Landlord fined for renting out unsafe house

A woman has been awarded compensation after her landlord was taken to court.

 Andrew Watson, from Chapeltown, was fined £6,500 and ordered to pay victim compensation of £1,000 after he repeatedly ignored legal notices served by Leeds City Council regarding the condition of a house he was renting out in Chapeltown.

A council officer likened the property’s state to that of slums in the 1950s and 60s.

The house was found to be full of hazards including an inadequate fire alarm and faulty electrics and was in a general state of disrepair.

The house was further found to have extensive mould and damp, a hole in a ceiling and rubbish in the yard.

The council’s housing team, who brought the prosecution against Watson, said that it was unusual for a rogue landlord’s offences to warrant them being required to compensate a tenant as well as paying a fine.

 

 

 

Landlord hit with huge fine

A landlady has been fined £24,000 after lying to her tenants and the local authorities. 

Diana Thompson was prosecuted by Brent Council and prosecuted for failure to licence a House in Multiple Occupation (HMO) and failure to comply with fire safety regulations.

Thompson convinced tenants living in her unlicensed, detached two-storey HMO property that she was a lodger.

The property was raided last year following a tip-off from council tax officers that Thompson was trying to claim a single person’s discount when in fact she was living in a home that she was also letting to seven other people.

When the property was visited by council enforcement officers, Thompson lied, claiming she was a relative of the landlady and that the first floor of the property was owned by someone else. 

Thompson’s fines included £15,000 for failure to licence a property, £5,000 for failing to comply with fire safety regulations, £4,678 in costs and a £170 victim surcharge.

Home Office investigated over English test cheating claims

A government watchdog has launched an investigation into the Home Office’s decision to accuse about 34,000 international students of cheating in English language tests.

Over 1,000 students have been removed from the UK as a result of the accusation and hundreds have spent time in detention.

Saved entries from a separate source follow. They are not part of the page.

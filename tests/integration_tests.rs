//! Integration tests for the okr CLI
//!
//! These tests exercise the CLI commands end-to-end using assert_cmd.

use assert_cmd::Command;
use predicates::prelude::*;
use std::fs;
use tempfile::TempDir;

/// Helper to get an okr command isolated from the caller's environment
fn okr(tmp: &TempDir) -> Command {
    let mut cmd = Command::cargo_bin("okr").unwrap();
    cmd.current_dir(tmp.path())
        .env("XDG_CONFIG_HOME", tmp.path().join("xdg"))
        .env("HOME", tmp.path())
        .env("OKR_OWNER", "Test Owner")
        .env_remove("OKR_REMOTE_DATABASE")
        .env_remove("OKR_STORAGE_KEY")
        .env_remove("OKR_FORMAT")
        .env_remove("OKR_WORKSPACE")
        .env_remove("OKR_LOG");
    cmd
}

/// Workspace holding the example dataset
fn setup_seeded() -> TempDir {
    let tmp = TempDir::new().unwrap();
    okr(&tmp).arg("init").assert().success();
    tmp
}

/// Workspace with no OKRs
fn setup_empty() -> TempDir {
    let tmp = TempDir::new().unwrap();
    okr(&tmp).args(["init", "--empty"]).assert().success();
    tmp
}

/// Create an OKR and return its id
fn create(tmp: &TempDir, args: &[&str]) -> String {
    let output = okr(tmp)
        .args(["new", "--format", "id"])
        .args(args)
        .output()
        .unwrap();
    assert!(output.status.success(), "{}", String::from_utf8_lossy(&output.stderr));
    String::from_utf8_lossy(&output.stdout).trim().to_string()
}

fn list_ids(tmp: &TempDir) -> Vec<String> {
    let output = okr(tmp).args(["list", "--format", "id"]).output().unwrap();
    String::from_utf8_lossy(&output.stdout)
        .lines()
        .map(str::to_string)
        .collect()
}

fn show_json(tmp: &TempDir, reference: &str) -> serde_json::Value {
    let output = okr(tmp)
        .args(["show", reference, "--format", "json"])
        .output()
        .unwrap();
    assert!(output.status.success(), "{}", String::from_utf8_lossy(&output.stderr));
    serde_json::from_slice(&output.stdout).unwrap()
}

// ============================================================================
// Init
// ============================================================================

#[test]
fn test_init_creates_workspace() {
    let tmp = setup_empty();
    assert!(tmp.path().join(".okr").is_dir());
    assert!(tmp.path().join(".okr/config.yaml").is_file());
    assert!(tmp.path().join(".okr/store").is_dir());
}

#[test]
fn test_init_twice_suggests_force() {
    let tmp = setup_empty();
    okr(&tmp)
        .arg("init")
        .assert()
        .success()
        .stdout(predicate::str::contains("--force"));
}

#[test]
fn test_init_seeds_example_dataset() {
    let tmp = setup_seeded();
    assert_eq!(list_ids(&tmp).len(), 10);
}

#[test]
fn test_commands_outside_workspace_fail() {
    let tmp = TempDir::new().unwrap();
    okr(&tmp)
        .arg("list")
        .assert()
        .failure()
        .stderr(predicate::str::contains(".okr"));
}

// ============================================================================
// New / show / list
// ============================================================================

#[test]
fn test_new_root_gets_display_id() {
    let tmp = setup_empty();
    create(&tmp, &["--objective", "Grow revenue", "--kr", "Revenue:100:250:number"]);
    let second = create(&tmp, &["--objective", "Ship platform"]);

    let json = show_json(&tmp, "OKR-2");
    assert_eq!(json["id"], second.as_str());
    assert_eq!(json["displayId"], "OKR-2");
    assert_eq!(json["owner"], "Test Owner");

    let first = show_json(&tmp, "1");
    assert_eq!(first["keyResults"][0]["metricName"], "Revenue");
    assert_eq!(first["keyResults"][0]["unit"], "number");
}

#[test]
fn test_new_child_has_no_display_id() {
    let tmp = setup_empty();
    create(&tmp, &["--objective", "Grow revenue"]);
    let child = create(&tmp, &["--objective", "Sell more", "--parent", "OKR-1", "--area", "Sales"]);

    let json = show_json(&tmp, &child);
    assert!(json.get("displayId").is_none());
    assert_eq!(json["area"], "Sales");
}

#[test]
fn test_new_after_seed_continues_numbering() {
    let tmp = setup_seeded();
    create(&tmp, &["--objective", "Fourth goal"]);
    assert_eq!(show_json(&tmp, "OKR-4")["objective"], "Fourth goal");
}

#[test]
fn test_new_with_unknown_parent_fails() {
    let tmp = setup_empty();
    okr(&tmp)
        .args(["new", "--objective", "Orphan", "--parent", "OKR-9"])
        .assert()
        .failure();
    assert!(list_ids(&tmp).is_empty());
}

#[test]
fn test_new_rejects_bad_key_result() {
    let tmp = setup_empty();
    okr(&tmp)
        .args(["new", "--objective", "Grow", "--kr", "Revenue:lots"])
        .assert()
        .failure()
        .stderr(predicate::str::contains("METRIC:FROM:TO"));
}

#[test]
fn test_list_tree_indents_children() {
    let tmp = setup_seeded();
    okr(&tmp)
        .args(["list", "--tree", "--format", "tsv"])
        .assert()
        .success()
        .stdout(predicate::str::contains("└ Deliver savings"));
}

#[test]
fn test_list_orders_roots_before_children() {
    let tmp = setup_seeded();
    let ids = list_ids(&tmp);
    assert_eq!(&ids[..3], &["global-1", "global-2", "global-3"]);
}

#[test]
fn test_list_filters() {
    let tmp = setup_seeded();
    let output = okr(&tmp)
        .args(["list", "--roots", "--format", "id"])
        .output()
        .unwrap();
    assert_eq!(String::from_utf8_lossy(&output.stdout).lines().count(), 3);

    let output = okr(&tmp)
        .args(["list", "--area", "gcc india", "--format", "id"])
        .output()
        .unwrap();
    assert_eq!(String::from_utf8_lossy(&output.stdout).lines().count(), 3);
}

#[test]
fn test_list_csv_has_header() {
    let tmp = setup_seeded();
    okr(&tmp)
        .args(["list", "--format", "csv"])
        .assert()
        .success()
        .stdout(predicate::str::starts_with("id,okr,objective"));
}

#[test]
fn test_search_propagates_to_parent() {
    let tmp = setup_seeded();
    okr(&tmp)
        .args(["search", "escalations", "--format", "id"])
        .assert()
        .success()
        .stdout(predicate::str::contains("global-3"))
        .stdout(predicate::str::contains("child-3-2"))
        .stdout(predicate::str::contains("global-1").not());
}

// ============================================================================
// Edit / check-in / delete
// ============================================================================

#[test]
fn test_edit_updates_fields_and_checklist() {
    let tmp = setup_empty();
    create(&tmp, &["--objective", "Grow", "--kr", "A:0:10", "--kr", "B:0:10"]);

    okr(&tmp)
        .args([
            "edit", "OKR-1", "--objective", "Grow faster", "--remove-kr", "A", "--check", "ownership",
        ])
        .assert()
        .success();

    let json = show_json(&tmp, "OKR-1");
    assert_eq!(json["objective"], "Grow faster");
    assert_eq!(json["keyResults"].as_array().unwrap().len(), 1);
    let checked: Vec<&serde_json::Value> = json["qualityChecklist"]
        .as_array()
        .unwrap()
        .iter()
        .filter(|item| item["checked"] == true)
        .collect();
    assert_eq!(checked.len(), 1);
    assert_eq!(checked[0]["id"], "ownership");
}

#[test]
fn test_edit_cannot_move_global_okr() {
    let tmp = setup_empty();
    create(&tmp, &["--objective", "One"]);
    create(&tmp, &["--objective", "Two"]);
    okr(&tmp)
        .args(["edit", "OKR-2", "--parent", "OKR-1"])
        .assert()
        .failure();
}

#[test]
fn test_checkin_records_progress_and_actions() {
    let tmp = setup_empty();
    create(&tmp, &["--objective", "Grow", "--kr", "Revenue:0:200:number"]);

    okr(&tmp)
        .args([
            "checkin",
            "OKR-1",
            "--kr",
            "1=50",
            "--status",
            "progressing",
            "--comments",
            "Halfway there",
            "--add-action",
            "2030-01-15 Hire two AEs",
        ])
        .assert()
        .success();

    let json = show_json(&tmp, "OKR-1");
    assert_eq!(json["keyResults"][0]["current"], 50.0);
    assert_eq!(json["status"], "progressing");
    assert_eq!(json["comments"], "Halfway there");
    assert_eq!(json["actions"][0]["text"], "Hire two AEs");
    assert_eq!(json["actions"][0]["owner"], "Test Owner");

    okr(&tmp)
        .args(["checkin", "OKR-1", "--complete", "1"])
        .assert()
        .success();
    let json = show_json(&tmp, "OKR-1");
    assert_eq!(json["actions"][0]["completed"], true);
    assert!(json["actions"][0]["completedAt"].is_string());
}

#[test]
fn test_checkin_without_changes_fails() {
    let tmp = setup_empty();
    create(&tmp, &["--objective", "Grow"]);
    okr(&tmp)
        .args(["checkin", "OKR-1"])
        .assert()
        .failure()
        .stderr(predicate::str::contains("Nothing to record"));
}

#[test]
fn test_delete_removes_subtree() {
    let tmp = setup_seeded();
    okr(&tmp).args(["delete", "OKR-1", "--yes"]).assert().success();

    let ids = list_ids(&tmp);
    assert_eq!(ids.len(), 6);
    assert!(!ids.iter().any(|id| id == "global-1" || id.starts_with("child-1-")));
}

#[test]
fn test_delete_unknown_fails() {
    let tmp = setup_empty();
    okr(&tmp).args(["delete", "OKR-7", "--yes"]).assert().failure();
}

// ============================================================================
// Dashboard / actions
// ============================================================================

#[test]
fn test_status_json() {
    let tmp = setup_seeded();
    let output = okr(&tmp)
        .args(["status", "--format", "json"])
        .output()
        .unwrap();
    assert!(output.status.success());
    let json: serde_json::Value = serde_json::from_slice(&output.stdout).unwrap();
    let dashboard = &json["dashboard"];
    assert_eq!(dashboard["mode"], "local-only");
    assert_eq!(dashboard["global"], 3);
    assert_eq!(dashboard["area"], 7);
    assert_eq!(dashboard["rag"]["on_track"], 1);
    assert_eq!(dashboard["rag"]["progressing"], 2);
    assert_eq!(dashboard["rag"]["off_track"], 0);
}

#[test]
fn test_status_dashboard_renders() {
    let tmp = setup_seeded();
    okr(&tmp)
        .arg("status")
        .assert()
        .success()
        .stdout(predicate::str::contains("On Track"))
        .stdout(predicate::str::contains("Overdue"));
}

#[test]
fn test_actions_lists_seed_actions() {
    let tmp = setup_seeded();
    let output = okr(&tmp)
        .args(["actions", "--format", "json"])
        .output()
        .unwrap();
    let json: serde_json::Value = serde_json::from_slice(&output.stdout).unwrap();
    assert_eq!(json.as_array().unwrap().len(), 4);
}

// ============================================================================
// Config
// ============================================================================

#[test]
fn test_config_set_and_show() {
    let tmp = setup_empty();
    okr(&tmp)
        .args(["config", "set", "default_format", "json"])
        .assert()
        .success();
    okr(&tmp)
        .args(["config", "show", "default_format"])
        .assert()
        .success()
        .stdout(predicate::str::contains("json"));

    // default_format now applies to list
    okr(&tmp)
        .arg("list")
        .assert()
        .success()
        .stdout(predicate::str::starts_with("["));
}

#[test]
fn test_config_rejects_unknown_key() {
    let tmp = setup_empty();
    okr(&tmp)
        .args(["config", "set", "colour", "blue"])
        .assert()
        .failure();
}

#[test]
fn test_config_unset() {
    let tmp = setup_empty();
    okr(&tmp).args(["config", "set", "owner", "Dana"]).assert().success();
    okr(&tmp).args(["config", "unset", "owner"]).assert().success();
    let content = fs::read_to_string(tmp.path().join(".okr/config.yaml")).unwrap();
    assert!(!content.contains("Dana"));
}

// ============================================================================
// Shared database
// ============================================================================

#[test]
fn test_remote_workspace_round_trip() {
    let tmp = TempDir::new().unwrap();
    okr(&tmp)
        .args(["init", "--empty", "--remote", "shared.db"])
        .assert()
        .success();
    assert!(tmp.path().join("shared.db").exists());

    create(&tmp, &["--objective", "Shared goal", "--kr", "Metric:0:10"]);
    let json = show_json(&tmp, "OKR-1");
    assert_eq!(json["objective"], "Shared goal");

    okr(&tmp)
        .args(["status", "--format", "json"])
        .assert()
        .success()
        .stdout(predicate::str::contains("remote-active"));
}

#[test]
fn test_two_workspaces_share_one_database() {
    let shared = TempDir::new().unwrap();
    let db = shared.path().join("team.db");
    let db = db.to_str().unwrap();

    let alice = TempDir::new().unwrap();
    okr(&alice).args(["init", "--empty", "--remote", db]).assert().success();
    let bob = TempDir::new().unwrap();
    okr(&bob).args(["init", "--empty", "--remote", db]).assert().success();

    let id = create(&alice, &["--objective", "Written by Alice"]);
    assert_eq!(list_ids(&bob), vec![id]);
}

#[test]
fn test_watch_requires_shared_database() {
    let tmp = setup_empty();
    okr(&tmp)
        .args(["watch", "--count", "1"])
        .assert()
        .failure()
        .stderr(predicate::str::contains("local-only"));
}

#[test]
fn test_completions() {
    let tmp = TempDir::new().unwrap();
    okr(&tmp)
        .args(["completions", "bash"])
        .assert()
        .success()
        .stdout(predicate::str::contains("okr"));
}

A large numbers of students say they were wrongly accused.

Over 300 cases are pending in the court of appeal as hundreds attempt to clear their names.

The National Audit Office (NAO) has been making preliminary inquiries into the government’s handling of the issue since the beginning of the year, and has now announced that it will proceed with a formal investigation. The body is expected to report its findings in late May or June.

A Home Office spokesperson said, “We have been supporting the National Audit Office in its work on this investigation since the start of the year. We will consider the findings of the report once it is published.”

Tenant damaged three-bedroom house causing £7,000 worth of damage

A tenant caused over £7,000 worth of damage to a property before leaving the premises whilst still owing 11 months of rent.

Landlord Michael Walker claimed his three-bedroom property was left in devastating condition with every room vandalised.

Mould was found all over the ceiling, dirty dishes were piled on the kitchen counter and the living area had large holes in the flooring, while plaster had been chipped off the walls.

Mr Walker said the house is now infested with flies and is plagued by a rancid smell.

He said, “The tenant hop-scotched overnight and left the property in complete disrepair.

“It has been left unlivable. It’s shocking.

“It is an absolute mess at the moment. It looks like he has been doing house clearances and it has all piled up.”

He added, “That house wasn’t a buy-to-let property, it used to be my family home. I have had the property over 30 years.

“The only reason I rented it out was because I went and stayed with my 87-year-old dad at his house because he was ill.

“It has been destroyed completely – every single room.”